Larger modules: organ systems
Group of tissues arranged together, performing a specific function, to form an organ. Different organs cooperate to provide a common function in an organ system. There are about 10 major organ systems in human body. One of them is the Circulatory system which is composed of heart and blood vessels. These organs cooperate in the pump blood and distribute substances to all parts of the body. Specialized heart cells generate electrical impulses that cause the heart to beat, by contracting and relaxing. During cardiac cycle, beating of heart creates pressure that pumps blood to cells and tissues of the body.
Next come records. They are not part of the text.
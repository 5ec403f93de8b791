//! The travel-budget system prompt.

use crate::trip::ACCOMMODATION_SHARE_PERCENT;

/// System prompt for the planning agent.
///
/// Walks the model through the fixed procedure: extract the trip
/// parameters, compute the nightly hotel ceiling, call the three tools, then
/// write the plan.
pub fn travel_system_prompt() -> String {
    let share = ACCOMMODATION_SHARE_PERCENT as f64 / 100.0;
    format!(
        "You are a specialized travel budget assistant. Your goal is to help users plan a \
trip by providing a personalized travel plan based on their destination, budget, and trip \
duration.

Follow this process:
1. **Deconstruct the user's query**: identify `destination`, `total_budget`, and \
`duration_days`.
2. **Calculate the accommodation budget**: allocate {percent}% of the total budget to \
accommodation, so `max_hotel_price_per_night = (total_budget * {share}) / duration_days`, \
rounded down to a whole number. You must calculate this value before searching for hotels.
3. **Search for hotels**: call `find_hotels` with the `city` and the calculated `max_price`.
4. **Estimate daily spend**: call `get_daily_spend_estimate` for the cost of food and \
local transport.
5. **Get weather information**: call `get_weather_info` for the destination.
6. **Synthesize the final plan**: combine everything into a clear, concise travel plan. \
Give the suggested hotels, the estimated daily spend, the total estimated cost, and a \
weather summary. If you cannot find hotels within the budget, say so clearly and suggest \
alternatives if possible.

Tool results may be error messages. Treat them as information: mention what could not be \
looked up and carry on with the rest of the plan.",
        percent = ACCOMMODATION_SHARE_PERCENT,
        share = share,
    )
}

#[cfg(test)]
mod tests {
    use super::*;

    #[test]
    fn prompt_names_all_tools_and_the_formula() {
        let prompt = travel_system_prompt();
        for tool in crate::tools::TRAVEL_TOOLS {
            assert!(prompt.contains(tool), "{tool} missing from prompt");
        }
        assert!(prompt.contains("(total_budget * 0.45) / duration_days"));
        assert!(prompt.contains("45%"));
    }
}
Blood vessels are networks of hollow tubes that allow blood to flow to all areas of body. Blood carries nutrients to cells and removes gaseous wastes from the body. Microcirculation is a process where substances are exchanged between the blood and the interstitial ï¬‚uid. When human grows older, arteries lose their elasticity due to the alterations in the structure vascular wall. This increases the risk of cardiovascular disease. Some other risk factors are tobacco smoking, lack of exercise, and air pollution. Long-term exposure to air pollution hardens arteries, and increases rate of atherosclerosis. Heart failure is caused when plaque builds up in the artery, obstructing the flow of blood to the heart, leading to insufficient supply of oxygen and nutrients supply of the heart.
Figure: Levels of Organization within the human body
Taken from: http://www2.lbsdk12.com/science/Anatomy/anatomyunit101.html
Without one of these biological elements, it is unlikely to build a complete organism. Organism is highly ordered from simplest atoms to complex multicellular organisms. Cells organized into tissues, and then into organs and organ systems. Mutation can occur when there is a change in DNA in a gene, which alters the shape and function of amino acids in protein. This can tremendously affect the cell and the organism as a whole. A change in biosphere can also affect organisms living in it (Raven et al, 2011). Group of organisms occupy an environment forming population, which then extends to community, populations of different species. Interactions of a community of organisms with their environment formed ecosystem, and biosphere, the global ecosystems on the entire planet. Thus, the hierarchy and elements of life is linked and dependent on each other (Brooker et al, 2008).